Baseball

West Side aiming for 21st state title after 7-1 win over Galion

HAMILTON — Cash Jones didn’t mess around on the mound Tuesday night. The right-handed hurler put West Side Little League in a good position defensively.

His teammates took care of the rest.

Jones tossed a complete game, had six strikeouts, gave up no earned runs and only walked one batter, and West Side plated five in the second inning on its way to a 7-1 victory over Galion in the Ohio Little League state tournament at West Side Little League.

“I was feeling good,” said Jones, who turns 11 years old on Friday. “I just wanted to throw strikes, not walk anybody and let my defense do all the work.”

Jones said his off-speed and signature quick pitches were working the best. The quick pitch is something he just established in June.

“As kids grow, they get around other kids, play a lot of baseball and tend to pick up on things,” West Side manager Ken Coomer said. “Cash is one of those kids that when he finds something, he’s going to try it. Anything that makes him better, that’s what he does. I think he’s almost perfected that pitch. He just does it naturally now.

“He’s just one of those kids that wants the ball in his hands,” Coomer added. “He’s been pitching since it seems like he was 5. You can just tell when he’s on the mound that he just has that confidence. That’s what I call swag. He’s not going to blow it by you or anything like that. He comes out here, and he does what he does. You can’t ask for anything more.”

West Side plays the New Albany-Galion winner in the state championship game at 7 p.m. Thursday at West Side Little League. New Albany and Galion face off at 7 p.m. Wednesday in the loser’s bracket.

If West Side loses Thursday, the winner-take-all title game is set for 7 p.m. Friday — with the winner heading to the Great Lakes Regional (Aug. 5-9) in Whitestown, Indiana. West Side is going after its 21st state title and a sixth trip to the Little League World Series (1991, 1993, 2007, 2010, 2021). 

“We’ve been doing good,” Jones said. “We’re practicing every single day — working our butts off. We’re very confident, trying to win and do our best.”

Braydon Caudill led the game off with a double, moved to third on Brady Quick’s groundout and scored on Parker Moyer’s groundout to give West Side a 1-0 lead.

Jordan Malloy made a nifty unassisted double play at shortstop in the bottom of the first, and West Side went on to score its five runs in the top of the second highlighted by a Preston Baker two-run triple.

“In my head, I was just thinking that I was going to kill it — blister this dude,” Baker said. “I was thinking of the gap. Then I was like, ‘Oh, my gosh. I did it.’ I just started running as hard as I could.”

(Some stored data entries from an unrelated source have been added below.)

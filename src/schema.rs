table! {
    job_checkpoints (job_name) {
        job_name -> Varchar,
        last_processed_ts -> Datetime,
    }
}

table! {
    ingest_message_events (id) {
        id -> Unsigned<Bigint>,
        message_id -> Unsigned<Bigint>,
        guild_id -> Unsigned<Bigint>,
        channel_id -> Unsigned<Bigint>,
        user_id -> Unsigned<Bigint>,
        event_type -> Smallint,
        occurred_at -> Datetime,
    }
}

table! {
    guild_message_counts_hour (hour_ts, guild_id, channel_id, user_id) {
        hour_ts -> Datetime,
        guild_id -> Unsigned<Bigint>,
        channel_id -> Unsigned<Bigint>,
        user_id -> Unsigned<Bigint>,
        message_count -> Bigint,
        min_ts -> Datetime,
    }
}

table! {
    ingest_voice_channel_events (id) {
        id -> Unsigned<Bigint>,
        guild_id -> Unsigned<Bigint>,
        user_id -> Unsigned<Bigint>,
        channel_id -> Nullable<Unsigned<Bigint>>,
        event_type -> Smallint,
        occurred_at -> Datetime,
    }
}

table! {
    guild_voice_channel_open_sessions (guild_id, user_id) {
        guild_id -> Unsigned<Bigint>,
        user_id -> Unsigned<Bigint>,
        channel_id -> Unsigned<Bigint>,
        start_ts -> Datetime,
        last_seen_ts -> Datetime,
    }
}

table! {
    guild_voice_channel_stats (id) {
        id -> Unsigned<Bigint>,
        guild_id -> Unsigned<Bigint>,
        channel_id -> Unsigned<Bigint>,
        user_id -> Unsigned<Bigint>,
        start_ts -> Datetime,
        end_ts -> Datetime,
        total_time_ms -> Bigint,
        inferred -> Bool,
    }
}

allow_tables_to_appear_in_same_query!(
    job_checkpoints,
    ingest_message_events,
    guild_message_counts_hour,
    ingest_voice_channel_events,
    guild_voice_channel_open_sessions,
    guild_voice_channel_stats,
);
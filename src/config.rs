use std::{env, str::FromStr, time::Duration};

use anyhow::Context;

#[derive(Clone, Debug)]
pub struct Config {
    pub database_url: String,
    pub database_pool_size: u32,
    pub discord_token: Option<String>,

    pub message_counts_interval: Duration,
    pub message_counts_backfill: chrono::Duration,

    pub voice_sessions_interval: Duration,
    pub voice_sessions_backfill: chrono::Duration,
    pub voice_max_session_gap: chrono::Duration,
    pub voice_min_session: chrono::Duration,
    pub voice_heartbeat_interval: Duration,

    pub ingest_buffer_size: usize,
    pub ingest_flush_interval: Duration,
    pub ingest_retention: chrono::Duration,
    pub retention_interval: Duration,

    pub slow_job_warning: Duration,
}

impl Config {
    pub fn from_env() -> anyhow::Result<Config> {
        dotenv::dotenv().ok();
        Self::from_lookup(|key| env::var(key).ok())
    }

    pub fn from_lookup<L>(lookup: L) -> anyhow::Result<Config>
    where
        L: Fn(&str) -> Option<String>,
    {
        let secs = |key: &str, default: u64| -> anyhow::Result<Duration> {
            parse_or(&lookup, key, default).map(Duration::from_secs)
        };
        let window_secs = |key: &str, secs: u64| -> anyhow::Result<chrono::Duration> {
            chrono::Duration::from_std(Duration::from_secs(secs))
                .with_context(|| format!("{} is out of range", key))
        };
        let window = |key: &str, default: u64| -> anyhow::Result<chrono::Duration> {
            window_secs(key, parse_or(&lookup, key, default)?)
        };
        let window_hours = |key: &str, default: u64| -> anyhow::Result<chrono::Duration> {
            let hours: u64 = parse_or(&lookup, key, default)?;
            let secs = hours
                .checked_mul(3600)
                .with_context(|| format!("{} is out of range", key))?;
            window_secs(key, secs)
        };

        Ok(Config {
            database_url: lookup("DATABASE_URL").context("DATABASE_URL must be set")?,
            database_pool_size: parse_or(&lookup, "DATABASE_POOL_SIZE", 8)?,
            discord_token: lookup("DISCORD_TOKEN").filter(|t| !t.is_empty()),

            message_counts_interval: secs("MESSAGE_COUNTS_INTERVAL_SECS", 60)?,
            message_counts_backfill: window("MESSAGE_COUNTS_BACKFILL_SECS", 120)?,

            voice_sessions_interval: secs("VOICE_SESSIONS_INTERVAL_SECS", 60)?,
            voice_sessions_backfill: window("VOICE_SESSIONS_BACKFILL_SECS", 180)?,
            voice_max_session_gap: window("VOICE_MAX_SESSION_GAP_SECS", 120)?,
            voice_min_session: window("VOICE_MIN_SESSION_SECS", 0)?,
            voice_heartbeat_interval: secs("VOICE_HEARTBEAT_INTERVAL_SECS", 60)?,

            ingest_buffer_size: parse_or(&lookup, "INGEST_BUFFER_SIZE", 1024)?,
            ingest_flush_interval: secs("INGEST_FLUSH_INTERVAL_SECS", 60)?,
            ingest_retention: window_hours("INGEST_RETENTION_HOURS", 72)?,
            retention_interval: secs("RETENTION_INTERVAL_SECS", 3600)?,

            slow_job_warning: secs("SLOW_JOB_WARNING_SECS", 45)?,
        })
    }
}

fn parse_or<L, T>(lookup: &L, key: &str, default: T) -> anyhow::Result<T>
where
    L: Fn(&str) -> Option<String>,
    T: FromStr,
    T::Err: std::error::Error + Send + Sync + 'static,
{
    match lookup(key) {
        Some(raw) => raw
            .trim()
            .parse()
            .with_context(|| format!("invalid value {:?} for {}", raw, key)),
        None => Ok(default),
    }
}
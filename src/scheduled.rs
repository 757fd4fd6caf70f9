//! Periodic job execution.
//!
//! Every job registered with [`Scheduler::every`] fires once right away and
//! then once per interval. A job never overlaps with itself: a tick that
//! lands while the previous run is still executing is dropped, and the job
//! runs again on the following tick.

use std::{
    future::Future,
    panic::AssertUnwindSafe,
    sync::{
        atomic::{AtomicBool, Ordering},
        Arc,
    },
    time::Duration,
};

use futures::FutureExt;
use tokio::{
    sync::watch,
    task::{JoinHandle, JoinSet},
    time::{Instant, MissedTickBehavior},
};
use tracing_futures::Instrument;

/// Single-slot guard allowing one run of a job at a time.
#[derive(Clone, Default)]
pub struct RunGuard(Arc<AtomicBool>);

impl RunGuard {
    pub fn try_acquire(&self) -> Option<RunPermit> {
        self.0
            .compare_exchange(false, true, Ordering::AcqRel, Ordering::Acquire)
            .ok()
            .map(|_| RunPermit(self.0.clone()))
    }

    pub fn is_running(&self) -> bool {
        self.0.load(Ordering::Acquire)
    }
}

/// Held for the duration of a run, releases the [`RunGuard`] when dropped.
pub struct RunPermit(Arc<AtomicBool>);

impl Drop for RunPermit {
    fn drop(&mut self) {
        self.0.store(false, Ordering::Release);
    }
}

pub struct Scheduler {
    slow_run_warning: Duration,
    shutdown: watch::Sender<bool>,
    tasks: JoinSet<()>,
}

impl Scheduler {
    pub fn new(slow_run_warning: Duration) -> Self {
        let (shutdown, _) = watch::channel(false);
        Self {
            slow_run_warning,
            shutdown,
            tasks: JoinSet::new(),
        }
    }

    pub fn every<F, Fut>(&mut self, name: &'static str, interval: Duration, job: F)
    where
        F: Fn() -> Fut + Send + Sync + 'static,
        Fut: Future<Output = anyhow::Result<()>> + Send + 'static,
    {
        info!(job = name, interval = ?interval, "scheduling job");
        let shutdown = self.shutdown.subscribe();
        self.tasks.spawn(run_periodically(
            name,
            interval,
            self.slow_run_warning,
            shutdown,
            job,
        ));
    }

    /// Stops firing new runs and waits for in-flight runs to finish.
    pub async fn shutdown(mut self) {
        let _ = self.shutdown.send(true);
        while let Some(result) = self.tasks.join_next().await {
            if let Err(e) = result {
                error!(error = %e, "scheduler task ended abnormally");
            }
        }
    }
}

async fn run_periodically<F, Fut>(
    name: &'static str,
    interval: Duration,
    slow_run_warning: Duration,
    mut shutdown: watch::Receiver<bool>,
    job: F,
) where
    F: Fn() -> Fut + Send + Sync + 'static,
    Fut: Future<Output = anyhow::Result<()>> + Send + 'static,
{
    let guard = RunGuard::default();
    let mut ticker = tokio::time::interval(interval);
    ticker.set_missed_tick_behavior(MissedTickBehavior::Delay);
    let mut in_flight: Option<JoinHandle<()>> = None;

    loop {
        tokio::select! {
            _ = shutdown.changed() => break,
            _ = ticker.tick() => {
                let permit = match guard.try_acquire() {
                    Some(permit) => permit,
                    None => {
                        warn!(job = name, "previous run still in progress, skipping tick");
                        continue;
                    }
                };
                let run = execute(name, slow_run_warning, permit, job())
                    .instrument(info_span!("job", job = name));
                in_flight = Some(tokio::spawn(run));
            }
        }
    }

    if let Some(handle) = in_flight {
        if guard.is_running() {
            info!(job = name, "waiting for in-flight run to finish");
        }
        if let Err(e) = handle.await {
            error!(job = name, error = %e, "in-flight run ended abnormally");
        }
    }
}

async fn execute<Fut>(name: &'static str, slow_run_warning: Duration, _permit: RunPermit, run: Fut)
where
    Fut: Future<Output = anyhow::Result<()>>,
{
    let started = Instant::now();
    info!("starting {} job", name);

    let result = AssertUnwindSafe(run).catch_unwind().await;
    let duration = started.elapsed();

    match result {
        Ok(Ok(())) if duration > slow_run_warning => {
            warn!(duration = ?duration, "{} took too long to run", name)
        }
        Ok(Ok(())) => info!(duration = ?duration, "{} completed", name),
        Ok(Err(e)) => error!(duration = ?duration, error = ?e, "{} failed", name),
        Err(_) => error!(duration = ?duration, "{} panicked", name),
    }
}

“That got us more of a comfort zone after that big triple,” Coomer noted of Baker’s hit. “Like I’ve always said, we’re doing a great job of the small things. We’re doing that very well, and that’s what we kind of hope happens. We do the small things, and then boom, Baker provided that.”

West Side, which surrendered its only run in the third, was led offensively by Caudill (2 for 2, run, walk), Braeden Sparks (1 for 2, run, walk), Jones (1 for 3, run), Eddie Frazier (1 for 1, run, walk), Malloy (1 for 2, run, RBI), Zaylan Anderson (1 for 1, two runs, RBI, walk), Baker (1 for 2, two RBI) and Alijah Holmes (1 for 2, RBI).

Holmes had the best plate appearance of the tournament — an 11-pitch at-bat when he ripped a double down the left-field line to score Anderson for an insurance run in the fifth. Holmes is West Side’s extra hitter and bats last in the lineup.

“Our middle of the order and the bottom of the order, I’m not going to say has carried us, but they’re giving us a little extra push — which is great,” Coomer said. “But if we get that together with our top five hitters, and put it all together, then we have a shot.”

“We work every day — hard,” Baker chimed in. “Two hours, two times a day. We work — I can’t say what I really want to say — our butts off.”